(WORK REQUEST): Wherever a line in the material contains the word "bool", copy that line.
AVAILABLE DATA section start
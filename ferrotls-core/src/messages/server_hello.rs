//! ServerHello and HelloRetryRequest (RFC 8446 Section 4.1.3).
//!
//! HelloRetryRequest shares the ServerHello wire format; it is
//! identified by the fixed random value.

use crate::cipher::CipherSuite;
use crate::error::{Error, Result};
use crate::extensions::Extensions;
use crate::messages::{read_vec8, write_vec8};
use crate::protocol::ProtocolVersion;
use bytes::{Buf, BufMut, BytesMut};

/// The special random marking a ServerHello as a HelloRetryRequest
/// (SHA-256 of "HelloRetryRequest").
pub const HELLO_RETRY_REQUEST_RANDOM: [u8; 32] = [
    0xcf, 0x21, 0xad, 0x74, 0xe5, 0x9a, 0x61, 0x11, 0xbe, 0x1d, 0x8c, 0x02, 0x1e, 0x65, 0xb8,
    0x91, 0xc2, 0xa2, 0x11, 0x16, 0x7a, 0xbb, 0x8c, 0x5e, 0x07, 0x9e, 0x09, 0xe2, 0xc8, 0xa8,
    0x33, 0x9c,
];

/// The downgrade sentinel in the last 8 random bytes when a 1.3-capable
/// server negotiates 1.2 (RFC 8446 Section 4.1.3).
pub const DOWNGRADE_TLS12_SENTINEL: [u8; 8] = [0x44, 0x4f, 0x57, 0x4e, 0x47, 0x52, 0x44, 0x01];

/// ServerHello message body.
#[derive(Debug, Clone, PartialEq, Eq)]
pub struct ServerHello {
    /// legacy_version (0x0303 for 1.3; the real version for 1.0-1.2)
    pub legacy_version: ProtocolVersion,
    /// Server random
    pub random: [u8; 32],
    /// legacy_session_id_echo (1.3) or the session ID (1.2 resumption)
    pub session_id: Vec<u8>,
    /// Selected cipher suite
    pub cipher_suite: CipherSuite,
    /// Extensions
    pub extensions: Extensions,
}

impl ServerHello {
    /// Whether this ServerHello is a HelloRetryRequest.
    pub fn is_hello_retry_request(&self) -> bool {
        self.random == HELLO_RETRY_REQUEST_RANDOM
    }

    /// Encode the body (without the handshake header).
    pub fn encode(&self) -> Vec<u8> {
        let mut buf = BytesMut::with_capacity(80);
        buf.put_u16(self.legacy_version.to_u16());
        buf.put_slice(&self.random);
        write_vec8(&mut buf, &self.session_id);
        buf.put_u16(self.cipher_suite.to_u16());
        buf.put_u8(0); // legacy_compression_method
        self.extensions.encode(&mut buf);
        buf.to_vec()
    }

    /// Decode the body.
    pub fn decode(mut data: &[u8]) -> Result<Self> {
        if data.len() < 34 {
            return Err(Error::InvalidMessage("ServerHello truncated".into()));
        }
        let legacy_version = ProtocolVersion::from_u16(data.get_u16());
        let mut random = [0u8; 32];
        data.copy_to_slice(&mut random);

        let session_id = read_vec8(&mut data)?;
        if data.remaining() < 3 {
            return Err(Error::InvalidMessage("ServerHello truncated".into()));
        }
        let suite_value = data.get_u16();
        let cipher_suite = CipherSuite::from_u16(suite_value).ok_or_else(|| {
            Error::NegotiationFailure(format!("Server selected unknown suite 0x{:04x}", suite_value))
        })?;
        if data.get_u8() != 0 {
            return Err(Error::InvalidMessage(
                "Server selected non-null compression".into(),
            ));
        }

        let extensions = if !data.is_empty() {
            let (exts, consumed) = Extensions::decode(data)?;
            if consumed != data.len() {
                return Err(Error::InvalidMessage("Trailing ServerHello bytes".into()));
            }
            exts
        } else {
            Extensions::new()
        };

        Ok(Self {
            legacy_version,
            random,
            session_id,
            cipher_suite,
            extensions,
        })
    }
}
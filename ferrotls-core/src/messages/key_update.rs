//! KeyUpdate (RFC 8446 Section 4.6.3).

use crate::error::{Error, Result};

/// KeyUpdate message body.
#[derive(Debug, Clone, Copy, PartialEq, Eq)]
pub struct KeyUpdate {
    /// update_requested: whether the peer must rotate its own keys and
    /// answer with a KeyUpdate of its own
    pub request_update: bool,
}

impl KeyUpdate {
    /// Encode the body.
    pub fn encode(&self) -> Vec<u8> {
        vec![u8::from(self.request_update)]
    }

    /// Decode the body.
    pub fn decode(data: &[u8]) -> Result<Self> {
        match data {
            [0] => Ok(Self {
                request_update: false,
            }),
            [1] => Ok(Self {
                request_update: true,
            }),
            _ => Err(Error::InvalidMessage("Malformed KeyUpdate".into())),
        }
    }
}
AVAILABLE DATA section end
(REPLY TO THE TASK):
    pub fn is_hello_retry_request(&self) -> bool {
    pub request_update: bool,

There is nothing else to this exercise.